• [WORK ITEM]
Of the lines below, count those containing the word "current". Reply with the number alone.

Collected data
══════════════════════════════

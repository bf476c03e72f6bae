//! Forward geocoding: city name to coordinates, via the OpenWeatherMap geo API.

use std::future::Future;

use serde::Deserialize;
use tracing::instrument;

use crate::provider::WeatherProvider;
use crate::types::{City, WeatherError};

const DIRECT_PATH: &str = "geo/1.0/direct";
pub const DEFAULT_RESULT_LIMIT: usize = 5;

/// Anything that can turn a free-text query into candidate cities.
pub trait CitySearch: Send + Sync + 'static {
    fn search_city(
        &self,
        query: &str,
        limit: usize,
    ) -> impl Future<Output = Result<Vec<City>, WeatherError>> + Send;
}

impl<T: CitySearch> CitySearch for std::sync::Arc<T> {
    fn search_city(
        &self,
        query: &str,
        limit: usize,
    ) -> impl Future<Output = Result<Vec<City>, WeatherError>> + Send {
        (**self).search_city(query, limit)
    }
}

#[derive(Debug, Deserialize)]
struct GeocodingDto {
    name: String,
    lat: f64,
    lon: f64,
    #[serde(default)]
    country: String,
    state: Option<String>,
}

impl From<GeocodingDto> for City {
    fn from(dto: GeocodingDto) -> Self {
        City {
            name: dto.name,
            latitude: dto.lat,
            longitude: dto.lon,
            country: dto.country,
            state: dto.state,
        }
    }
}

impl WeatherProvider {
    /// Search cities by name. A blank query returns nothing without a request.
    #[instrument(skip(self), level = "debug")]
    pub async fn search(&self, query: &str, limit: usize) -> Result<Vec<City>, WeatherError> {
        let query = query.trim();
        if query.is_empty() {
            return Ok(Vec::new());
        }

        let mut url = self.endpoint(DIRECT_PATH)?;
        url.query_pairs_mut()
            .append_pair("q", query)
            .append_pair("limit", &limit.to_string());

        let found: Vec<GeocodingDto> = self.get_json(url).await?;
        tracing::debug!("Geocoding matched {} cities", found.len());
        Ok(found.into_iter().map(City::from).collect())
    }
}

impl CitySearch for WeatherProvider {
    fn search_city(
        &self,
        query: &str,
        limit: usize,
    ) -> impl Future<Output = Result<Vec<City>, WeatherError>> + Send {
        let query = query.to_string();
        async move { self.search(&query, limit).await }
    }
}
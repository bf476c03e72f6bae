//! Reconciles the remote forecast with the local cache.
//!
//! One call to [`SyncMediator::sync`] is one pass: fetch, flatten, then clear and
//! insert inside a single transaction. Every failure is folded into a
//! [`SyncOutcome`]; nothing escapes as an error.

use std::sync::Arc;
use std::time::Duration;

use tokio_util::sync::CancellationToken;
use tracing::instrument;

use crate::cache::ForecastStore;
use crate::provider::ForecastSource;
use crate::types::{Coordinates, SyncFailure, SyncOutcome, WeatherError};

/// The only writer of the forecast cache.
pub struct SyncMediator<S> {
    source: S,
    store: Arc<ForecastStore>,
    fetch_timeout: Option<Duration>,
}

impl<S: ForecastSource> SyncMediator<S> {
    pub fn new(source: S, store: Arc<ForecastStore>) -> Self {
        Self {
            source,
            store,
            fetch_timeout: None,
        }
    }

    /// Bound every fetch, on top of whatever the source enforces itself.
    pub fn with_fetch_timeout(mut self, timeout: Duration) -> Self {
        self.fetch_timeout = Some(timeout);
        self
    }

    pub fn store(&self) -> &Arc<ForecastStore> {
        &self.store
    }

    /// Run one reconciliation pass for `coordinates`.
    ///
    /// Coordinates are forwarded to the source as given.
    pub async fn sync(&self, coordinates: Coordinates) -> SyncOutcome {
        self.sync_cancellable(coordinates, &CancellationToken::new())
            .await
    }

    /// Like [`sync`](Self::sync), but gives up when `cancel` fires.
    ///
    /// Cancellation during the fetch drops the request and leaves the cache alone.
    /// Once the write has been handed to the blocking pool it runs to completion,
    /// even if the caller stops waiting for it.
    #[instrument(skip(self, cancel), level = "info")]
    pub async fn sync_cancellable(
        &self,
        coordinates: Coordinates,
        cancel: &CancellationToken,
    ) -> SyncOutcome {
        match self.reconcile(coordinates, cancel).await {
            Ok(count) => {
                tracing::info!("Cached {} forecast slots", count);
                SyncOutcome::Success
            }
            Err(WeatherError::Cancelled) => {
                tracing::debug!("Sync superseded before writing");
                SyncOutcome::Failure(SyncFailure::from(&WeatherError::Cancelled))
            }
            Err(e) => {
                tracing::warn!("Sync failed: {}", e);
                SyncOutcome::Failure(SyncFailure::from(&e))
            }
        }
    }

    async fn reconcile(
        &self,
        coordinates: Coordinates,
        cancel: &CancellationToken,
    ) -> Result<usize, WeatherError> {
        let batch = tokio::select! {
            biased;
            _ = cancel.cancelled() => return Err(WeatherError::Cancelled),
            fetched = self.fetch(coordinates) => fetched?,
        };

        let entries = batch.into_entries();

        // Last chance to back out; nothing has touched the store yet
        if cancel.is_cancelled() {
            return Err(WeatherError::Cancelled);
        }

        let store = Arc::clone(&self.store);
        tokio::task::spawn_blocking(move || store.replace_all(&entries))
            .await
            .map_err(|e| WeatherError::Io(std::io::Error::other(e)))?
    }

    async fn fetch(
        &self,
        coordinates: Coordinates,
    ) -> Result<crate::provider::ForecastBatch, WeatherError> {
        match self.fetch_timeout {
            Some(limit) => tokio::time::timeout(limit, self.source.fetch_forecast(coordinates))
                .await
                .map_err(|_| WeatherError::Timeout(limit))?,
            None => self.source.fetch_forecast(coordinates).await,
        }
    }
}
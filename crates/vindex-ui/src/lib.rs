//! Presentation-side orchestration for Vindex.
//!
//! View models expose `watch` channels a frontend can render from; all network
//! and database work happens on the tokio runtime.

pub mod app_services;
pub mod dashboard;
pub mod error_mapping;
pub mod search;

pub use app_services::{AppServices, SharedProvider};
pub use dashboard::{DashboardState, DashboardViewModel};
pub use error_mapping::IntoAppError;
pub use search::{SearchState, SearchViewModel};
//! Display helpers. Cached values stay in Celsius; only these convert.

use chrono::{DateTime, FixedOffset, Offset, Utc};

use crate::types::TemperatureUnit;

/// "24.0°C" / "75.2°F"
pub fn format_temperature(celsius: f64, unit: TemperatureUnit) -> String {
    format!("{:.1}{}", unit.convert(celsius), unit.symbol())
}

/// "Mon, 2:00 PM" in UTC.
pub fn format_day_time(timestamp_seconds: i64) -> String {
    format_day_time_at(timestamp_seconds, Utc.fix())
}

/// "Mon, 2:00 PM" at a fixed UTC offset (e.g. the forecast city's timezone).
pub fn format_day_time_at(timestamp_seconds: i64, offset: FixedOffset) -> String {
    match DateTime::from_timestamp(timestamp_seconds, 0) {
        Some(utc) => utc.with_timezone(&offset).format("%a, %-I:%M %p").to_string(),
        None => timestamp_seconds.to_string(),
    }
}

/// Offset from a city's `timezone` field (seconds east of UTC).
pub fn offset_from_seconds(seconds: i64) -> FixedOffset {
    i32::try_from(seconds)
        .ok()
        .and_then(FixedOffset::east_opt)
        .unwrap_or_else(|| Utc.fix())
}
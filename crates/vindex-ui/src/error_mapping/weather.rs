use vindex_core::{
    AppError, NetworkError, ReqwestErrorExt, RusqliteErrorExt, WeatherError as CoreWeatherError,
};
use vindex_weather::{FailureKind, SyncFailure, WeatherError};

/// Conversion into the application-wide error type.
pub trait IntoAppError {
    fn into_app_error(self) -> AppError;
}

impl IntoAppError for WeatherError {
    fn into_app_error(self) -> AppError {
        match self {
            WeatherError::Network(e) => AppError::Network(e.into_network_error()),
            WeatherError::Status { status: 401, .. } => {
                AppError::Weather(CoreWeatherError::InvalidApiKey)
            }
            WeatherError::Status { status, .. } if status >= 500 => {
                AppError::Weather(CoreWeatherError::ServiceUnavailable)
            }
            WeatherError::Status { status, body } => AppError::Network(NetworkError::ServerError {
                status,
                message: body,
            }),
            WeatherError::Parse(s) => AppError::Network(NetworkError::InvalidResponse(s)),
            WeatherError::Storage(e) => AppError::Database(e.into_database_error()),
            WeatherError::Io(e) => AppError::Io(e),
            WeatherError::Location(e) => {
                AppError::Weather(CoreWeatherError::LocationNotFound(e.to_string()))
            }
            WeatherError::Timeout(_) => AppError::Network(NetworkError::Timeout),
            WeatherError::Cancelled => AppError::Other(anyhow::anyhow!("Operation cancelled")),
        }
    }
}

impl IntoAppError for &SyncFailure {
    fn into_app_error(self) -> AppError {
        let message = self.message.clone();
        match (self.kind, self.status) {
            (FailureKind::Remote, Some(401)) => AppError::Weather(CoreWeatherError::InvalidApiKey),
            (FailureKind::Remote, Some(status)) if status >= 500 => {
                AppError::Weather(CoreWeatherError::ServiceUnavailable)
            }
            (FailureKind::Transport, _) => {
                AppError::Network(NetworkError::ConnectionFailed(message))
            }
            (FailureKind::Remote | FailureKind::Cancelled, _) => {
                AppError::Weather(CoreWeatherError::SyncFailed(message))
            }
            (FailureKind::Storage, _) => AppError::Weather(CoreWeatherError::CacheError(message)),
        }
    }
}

══════════════════════════════

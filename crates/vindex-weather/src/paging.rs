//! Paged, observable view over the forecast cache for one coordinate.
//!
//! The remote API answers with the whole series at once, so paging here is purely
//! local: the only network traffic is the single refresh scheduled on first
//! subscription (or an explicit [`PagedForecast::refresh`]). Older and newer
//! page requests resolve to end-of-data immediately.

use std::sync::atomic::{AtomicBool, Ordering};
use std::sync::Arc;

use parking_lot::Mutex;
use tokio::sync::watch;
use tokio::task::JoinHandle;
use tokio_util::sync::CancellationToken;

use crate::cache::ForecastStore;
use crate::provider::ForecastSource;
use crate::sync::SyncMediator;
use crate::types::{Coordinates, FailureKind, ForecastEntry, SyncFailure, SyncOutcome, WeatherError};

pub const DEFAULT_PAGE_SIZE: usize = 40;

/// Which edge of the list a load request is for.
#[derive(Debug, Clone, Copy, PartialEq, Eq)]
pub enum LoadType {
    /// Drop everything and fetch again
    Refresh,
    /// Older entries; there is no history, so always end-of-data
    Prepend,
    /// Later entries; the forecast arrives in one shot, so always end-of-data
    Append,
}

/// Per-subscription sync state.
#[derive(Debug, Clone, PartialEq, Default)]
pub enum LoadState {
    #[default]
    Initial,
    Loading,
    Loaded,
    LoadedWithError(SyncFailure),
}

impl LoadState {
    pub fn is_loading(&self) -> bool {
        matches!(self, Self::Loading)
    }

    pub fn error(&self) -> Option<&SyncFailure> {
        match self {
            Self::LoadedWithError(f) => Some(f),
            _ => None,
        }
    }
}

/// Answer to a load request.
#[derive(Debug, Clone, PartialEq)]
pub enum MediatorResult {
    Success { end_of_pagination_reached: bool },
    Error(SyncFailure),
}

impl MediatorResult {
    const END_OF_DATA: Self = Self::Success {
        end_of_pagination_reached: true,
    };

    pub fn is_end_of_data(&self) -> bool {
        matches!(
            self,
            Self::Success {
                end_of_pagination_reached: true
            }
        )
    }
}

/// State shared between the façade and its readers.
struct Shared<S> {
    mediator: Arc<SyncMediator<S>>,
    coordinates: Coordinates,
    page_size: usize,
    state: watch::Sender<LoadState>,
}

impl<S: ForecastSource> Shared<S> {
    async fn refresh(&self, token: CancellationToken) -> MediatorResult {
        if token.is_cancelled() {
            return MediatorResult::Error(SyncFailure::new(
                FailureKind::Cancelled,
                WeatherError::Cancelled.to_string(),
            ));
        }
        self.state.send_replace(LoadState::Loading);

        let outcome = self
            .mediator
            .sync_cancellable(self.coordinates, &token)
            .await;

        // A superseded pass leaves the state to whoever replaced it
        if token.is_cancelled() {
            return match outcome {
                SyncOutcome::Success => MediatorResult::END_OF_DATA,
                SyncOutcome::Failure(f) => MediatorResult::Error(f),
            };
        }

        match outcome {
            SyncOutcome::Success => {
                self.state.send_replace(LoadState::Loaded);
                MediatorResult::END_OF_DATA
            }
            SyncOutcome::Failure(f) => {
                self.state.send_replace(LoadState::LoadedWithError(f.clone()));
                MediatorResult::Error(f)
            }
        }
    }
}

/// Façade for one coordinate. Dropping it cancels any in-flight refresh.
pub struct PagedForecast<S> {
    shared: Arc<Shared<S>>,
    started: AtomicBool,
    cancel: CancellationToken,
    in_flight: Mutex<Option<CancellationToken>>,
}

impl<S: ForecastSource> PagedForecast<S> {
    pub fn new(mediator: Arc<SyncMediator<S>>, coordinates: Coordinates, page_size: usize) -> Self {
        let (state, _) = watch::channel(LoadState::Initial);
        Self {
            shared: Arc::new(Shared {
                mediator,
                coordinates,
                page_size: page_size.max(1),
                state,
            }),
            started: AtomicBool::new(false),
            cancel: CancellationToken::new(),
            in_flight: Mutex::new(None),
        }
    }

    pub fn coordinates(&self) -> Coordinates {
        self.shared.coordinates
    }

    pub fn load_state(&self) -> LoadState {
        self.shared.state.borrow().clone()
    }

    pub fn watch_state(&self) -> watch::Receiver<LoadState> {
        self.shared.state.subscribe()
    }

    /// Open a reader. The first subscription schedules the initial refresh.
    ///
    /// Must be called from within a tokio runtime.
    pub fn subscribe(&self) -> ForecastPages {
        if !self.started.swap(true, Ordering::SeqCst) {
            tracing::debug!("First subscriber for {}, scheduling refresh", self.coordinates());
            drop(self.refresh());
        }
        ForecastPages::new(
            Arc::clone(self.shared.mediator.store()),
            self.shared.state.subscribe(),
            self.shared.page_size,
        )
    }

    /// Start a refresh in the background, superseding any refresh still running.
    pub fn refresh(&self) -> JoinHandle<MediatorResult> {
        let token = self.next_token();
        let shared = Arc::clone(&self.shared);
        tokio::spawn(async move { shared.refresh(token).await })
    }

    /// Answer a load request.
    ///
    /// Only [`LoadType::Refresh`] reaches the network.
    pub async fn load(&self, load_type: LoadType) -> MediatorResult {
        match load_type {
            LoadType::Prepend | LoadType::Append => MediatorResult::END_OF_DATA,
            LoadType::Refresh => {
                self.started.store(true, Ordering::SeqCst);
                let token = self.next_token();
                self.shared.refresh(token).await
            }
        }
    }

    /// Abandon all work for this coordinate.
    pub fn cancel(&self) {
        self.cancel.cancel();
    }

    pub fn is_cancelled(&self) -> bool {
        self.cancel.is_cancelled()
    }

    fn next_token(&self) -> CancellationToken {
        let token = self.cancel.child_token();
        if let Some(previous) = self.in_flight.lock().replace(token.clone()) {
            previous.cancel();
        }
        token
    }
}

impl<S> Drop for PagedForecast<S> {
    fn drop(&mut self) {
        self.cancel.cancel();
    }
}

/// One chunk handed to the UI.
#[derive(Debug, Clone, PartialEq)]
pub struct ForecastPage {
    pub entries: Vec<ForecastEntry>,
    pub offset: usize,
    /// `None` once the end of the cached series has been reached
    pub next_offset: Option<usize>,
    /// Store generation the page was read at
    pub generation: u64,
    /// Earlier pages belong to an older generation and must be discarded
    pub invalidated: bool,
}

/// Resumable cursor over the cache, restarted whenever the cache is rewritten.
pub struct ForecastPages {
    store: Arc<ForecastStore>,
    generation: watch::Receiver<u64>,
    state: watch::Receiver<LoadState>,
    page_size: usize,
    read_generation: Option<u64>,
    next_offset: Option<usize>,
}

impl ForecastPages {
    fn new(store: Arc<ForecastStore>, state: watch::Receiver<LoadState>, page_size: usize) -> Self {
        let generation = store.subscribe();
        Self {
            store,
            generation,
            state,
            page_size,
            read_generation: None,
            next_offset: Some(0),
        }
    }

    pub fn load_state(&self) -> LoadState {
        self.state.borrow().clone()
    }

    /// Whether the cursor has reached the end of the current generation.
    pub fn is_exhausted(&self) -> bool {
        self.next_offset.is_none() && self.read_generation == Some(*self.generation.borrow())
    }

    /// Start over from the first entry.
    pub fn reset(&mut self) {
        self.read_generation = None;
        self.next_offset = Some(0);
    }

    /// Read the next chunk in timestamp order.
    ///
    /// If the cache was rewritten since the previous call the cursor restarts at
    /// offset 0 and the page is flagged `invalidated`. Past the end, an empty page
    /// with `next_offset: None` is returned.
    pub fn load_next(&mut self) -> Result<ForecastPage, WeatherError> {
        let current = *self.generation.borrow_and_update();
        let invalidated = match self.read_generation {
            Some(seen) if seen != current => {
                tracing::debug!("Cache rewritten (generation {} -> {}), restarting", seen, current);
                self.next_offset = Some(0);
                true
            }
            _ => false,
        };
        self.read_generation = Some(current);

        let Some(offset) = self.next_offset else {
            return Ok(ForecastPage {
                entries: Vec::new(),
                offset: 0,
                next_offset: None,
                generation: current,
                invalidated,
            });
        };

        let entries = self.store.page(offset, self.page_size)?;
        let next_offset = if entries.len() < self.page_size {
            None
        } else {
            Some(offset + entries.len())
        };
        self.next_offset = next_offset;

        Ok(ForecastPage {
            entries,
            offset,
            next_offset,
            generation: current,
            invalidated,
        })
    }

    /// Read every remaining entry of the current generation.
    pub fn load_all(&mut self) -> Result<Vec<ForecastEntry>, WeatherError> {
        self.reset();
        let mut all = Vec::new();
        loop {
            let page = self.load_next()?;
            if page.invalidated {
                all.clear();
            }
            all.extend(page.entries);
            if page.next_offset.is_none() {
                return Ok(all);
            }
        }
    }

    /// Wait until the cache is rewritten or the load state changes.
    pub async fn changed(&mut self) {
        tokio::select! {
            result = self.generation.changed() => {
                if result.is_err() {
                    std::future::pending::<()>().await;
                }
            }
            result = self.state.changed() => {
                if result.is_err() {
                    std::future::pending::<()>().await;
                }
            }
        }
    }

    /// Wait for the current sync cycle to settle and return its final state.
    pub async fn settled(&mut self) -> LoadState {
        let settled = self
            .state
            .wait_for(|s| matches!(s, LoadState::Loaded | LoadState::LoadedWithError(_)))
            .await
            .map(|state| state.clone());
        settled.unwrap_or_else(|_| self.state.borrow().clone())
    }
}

══════════════════════════════

• [RESPONSE TO THE TASK]
9